Metaforas Em Ordem Dos Fantasmas - II

 


A essa altura acredito que a grande maioria dos leitores de Ordem dos Fantasmas saiba da citação a Franz Kafka no inicio da história... Sanatório “Lier King”, anagrama de Sanatório “Kierling”. Mas o porquê de tal citação?

Kafka sentia que as metáforas liquefaziam o sentido, transformando a linguagem numa rede de fios impessoais a manipular fantoches. Escreveu, em 1921: "...as metáforas são uma das coisas que me fazem perder a esperança na literatura". 

No entanto nosso autor tcheco, não deixaria de fazer metáforas apenas porque quisesse; seria necessário driblar o caráter metafórico da linguagem humana. Porém, abre seu romance mais conhecido, A Metamorfose, justamente com uma metáfora: "Quando certa manhã Gregor Samsa acordou de sonhos intranquilos, encontrou-se em sua cama metamorfoseado num inseto monstruoso". Mas, a partir daí, a metáfora "inseto Gregor" passa a ser narrada como se não fosse metáfora, como se sua existência não fosse absurda, como se não houvesse mais a metáfora. O inseto-Gregor se torna parte lógica e "natural" de outra coisa maior. 

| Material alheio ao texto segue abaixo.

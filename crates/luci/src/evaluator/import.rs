//! `import a::b::c` resolution: builtin modules first, then `.luci` files
//! resolved against the working directory, with `Defined` placeholder
//! modules holding the hierarchy together.

use crate::ast::ImportStatement;
use crate::env::{EnvRef, Environment};
use crate::errors::{ErrorKind, ErrorObj, EvalResult, Flow};
use crate::object::{alloc, null_obj, ModuleObj, ModuleState, ObjectKind, ObjectRef};
use crate::parser::parse_source;

use super::Evaluator;

impl Evaluator<'_> {
    pub(crate) fn eval_import(&mut self, statement: &ImportStatement, env: &EnvRef) -> EvalResult {
        let path = &statement.path;
        let joined = path.join("::");
        let local_name = path.last().cloned().unwrap_or_default();

        let import_error = |message: String| {
            Flow::Error(ErrorObj::with_token(
                ErrorKind::ImportError,
                message,
                statement.token.clone(),
            ))
        };

        // builtin modules resolve by walking the submodule chain through
        // their environments
        let (module, source) = if let Some(builtin) = self.registry.modules.get(path[0].as_str()) {
            let mut module = builtin.clone();
            for segment in &path[1..] {
                let submodule = {
                    let guard = module.borrow();
                    let ObjectKind::Module(module_obj) = &guard.kind else {
                        return Err(import_error(format!(
                            "import: {joined} failed to import, builtin module not found"
                        )));
                    };
                    let found = module_obj.env.borrow().get(segment).ok();
                    found
                };
                match submodule {
                    Some(inner) if matches!(inner.borrow().kind, ObjectKind::Module(_)) => {
                        module = inner;
                    }
                    _ => {
                        return Err(import_error(format!(
                            "import: {joined} failed to import, builtin module not found"
                        )))
                    }
                }
            }
            (module, None)
        } else {
            let mut file_path = std::env::current_dir().unwrap_or_default();
            for segment in &path[..path.len() - 1] {
                file_path.push(segment);
            }
            file_path.push(format!("{local_name}.luci"));

            let Ok(text) = std::fs::read_to_string(&file_path) else {
                return Err(import_error(format!(
                    "import: {joined} failed to import, file {} not found",
                    file_path.display()
                )));
            };

            let module = alloc(ObjectKind::Module(ModuleObj {
                state: ModuleState::Unknown,
                env: Environment::new(None),
                file_name: file_path.display().to_string(),
            }));
            (module, Some(text))
        };

        // build Defined placeholders along the path so submodules nest
        let mut target_env = env.clone();
        for segment in &path[..path.len().saturating_sub(1)] {
            let existing = target_env.borrow().get(segment).ok();
            match existing {
                Some(value) => {
                    let inner_env = {
                        let guard = value.borrow();
                        match &guard.kind {
                            ObjectKind::Module(module_obj) => Some(module_obj.env.clone()),
                            _ => None,
                        }
                    };
                    let Some(inner_env) = inner_env else {
                        return Err(import_error(format!(
                            "import: {joined} failed to import, name {segment} already used"
                        )));
                    };
                    target_env = inner_env;
                }
                None => {
                    let placeholder_env = Environment::new(None);
                    let placeholder = alloc(ObjectKind::Module(ModuleObj {
                        state: ModuleState::Defined,
                        env: placeholder_env.clone(),
                        file_name: String::new(),
                    }));
                    target_env
                        .borrow_mut()
                        .add(segment, placeholder, false, None)
                        .map_err(|error| Flow::Error(error.stamped(&statement.token)))?;
                    target_env = placeholder_env;
                }
            }
        }

        let existing = target_env.borrow().get(&local_name).ok();
        if let Some(existing) = existing {
            let state = {
                let guard = existing.borrow();
                match &guard.kind {
                    ObjectKind::Module(module_obj) => Some(module_obj.state),
                    _ => None,
                }
            };
            let Some(state) = state else {
                return Err(import_error(format!(
                    "import: {joined} failed to import, name {local_name} already used"
                )));
            };
            match state {
                ModuleState::Unknown => {
                    return Err(import_error(format!("import: {joined} in unknown state")))
                }
                // re-importing a loaded module is a no-op
                ModuleState::Loaded => return Ok(null_obj()),
                ModuleState::Defined => {
                    let (module_env, file_name) = {
                        let guard = module.borrow();
                        match &guard.kind {
                            ObjectKind::Module(module_obj) => {
                                (module_obj.env.clone(), module_obj.file_name.clone())
                            }
                            _ => unreachable!("module allocated above"),
                        }
                    };
                    if let Some(text) = source {
                        self.run_source_in_env(&text, &file_name, &module_env)?;
                    }
                    if let ObjectKind::Module(module_obj) = &mut module.borrow_mut().kind {
                        module_obj.state = ModuleState::Loaded;
                    }

                    // fold previously loaded submodules into the real module
                    self.transfer_submodules(&existing, &module, &joined, &statement.token)?;
                    target_env
                        .borrow_mut()
                        .set(&local_name, module)
                        .map_err(|error| Flow::Error(error.stamped(&statement.token)))?;
                    return Ok(null_obj());
                }
            }
        }

        let needs_run = {
            let guard = module.borrow();
            matches!(
                &guard.kind,
                ObjectKind::Module(module_obj) if module_obj.state == ModuleState::Unknown
            )
        };
        if needs_run {
            let (module_env, file_name) = {
                let guard = module.borrow();
                match &guard.kind {
                    ObjectKind::Module(module_obj) => {
                        (module_obj.env.clone(), module_obj.file_name.clone())
                    }
                    _ => unreachable!("module allocated above"),
                }
            };
            if let Some(text) = source {
                self.run_source_in_env(&text, &file_name, &module_env)?;
            }
            if let ObjectKind::Module(module_obj) = &mut module.borrow_mut().kind {
                module_obj.state = ModuleState::Loaded;
            }
        }

        target_env
            .borrow_mut()
            .add(&local_name, module, false, None)
            .map_err(|error| Flow::Error(error.stamped(&statement.token)))?;
        Ok(null_obj())
    }

    /// Moves submodules of a `Defined` placeholder into the freshly loaded
    /// module; non-module bindings on either side are conflicts.
    fn transfer_submodules(
        &mut self,
        placeholder: &ObjectRef,
        module: &ObjectRef,
        joined: &str,
        token: &crate::token::Token,
    ) -> Result<(), Flow> {
        let placeholder_env = match &placeholder.borrow().kind {
            ObjectKind::Module(module_obj) => module_obj.env.clone(),
            _ => return Ok(()),
        };
        let module_env = match &module.borrow().kind {
            ObjectKind::Module(module_obj) => module_obj.env.clone(),
            _ => return Ok(()),
        };

        let names: Vec<String> = placeholder_env.borrow().store.keys().cloned().collect();
        for name in names {
            let value = placeholder_env
                .borrow()
                .get(&name)
                .map_err(|error| Flow::Error(error.stamped(token)))?;
            if !matches!(value.borrow().kind, ObjectKind::Module(_)) {
                return Err(Flow::Error(ErrorObj::with_token(
                    ErrorKind::ImportError,
                    format!(
                        "import: {joined} a module definition contains other objects beyond other modules"
                    ),
                    token.clone(),
                )));
            }
            let conflict = module_env.borrow().get(&name).ok();
            match conflict {
                Some(existing) if !matches!(existing.borrow().kind, ObjectKind::Module(_)) => {
                    return Err(Flow::Error(ErrorObj::with_token(
                        ErrorKind::ImportError,
                        format!(
                            "import: {joined} failed, sub module {name} is in conflict with variable/functions defined in module"
                        ),
                        token.clone(),
                    )));
                }
                Some(_) => {
                    module_env
                        .borrow_mut()
                        .set(&name, value)
                        .map_err(|error| Flow::Error(error.stamped(token)))?;
                }
                None => {
                    module_env
                        .borrow_mut()
                        .add(&name, value, false, None)
                        .map_err(|error| Flow::Error(error.stamped(token)))?;
                }
            }
        }
        Ok(())
    }

    /// Lex, parse and evaluate a source text in the given environment;
    /// parse errors surface as a single `SyntaxError`.
    pub(crate) fn run_source_in_env(
        &mut self,
        text: &str,
        file_name: &str,
        env: &EnvRef,
    ) -> EvalResult {
        let (program, errors) = parse_source(text, file_name);
        if !errors.is_empty() {
            let rendered: Vec<String> = errors.iter().map(ToString::to_string).collect();
            return Err(Flow::Error(ErrorObj::new(
                ErrorKind::SyntaxError,
                format!("run: parsing errors encountered: {}", rendered.join("\n")),
            )));
        }
        self.eval_program(&program, env)
    }
}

A metáfora, quando a percebida parece convidar o leitor a deixar de lado a realidade para vê-la sob uma perspectiva diferente, permitindo-se ver novamente aquilo que mal havia visto. Assim, inicia propriamente Ordem dos Fantasmas:

- Mãe! Que bicho é este?
- Esse é o terrível bicho Livro Selvagem.
- Terrível! Vai dize que ele é perigoso?
- Ele é uma das coisas mais perigosas que existe!
- Ele é tão bunitinho!

A metáfora é provavelmente a potência mais fértil que o homem possui, pois somente ela cria entre coisas reais recifes imaginários. O conhecimento do conhecimento está destinado a permanecer simbólico, aludindo ao que se pode saber, mas não se sabe do Bicho Livro Selvagem ou dos fantasmas! Trata-se de um livro de várias leituras, em cada uma delas, um novo “fantasma” se revela.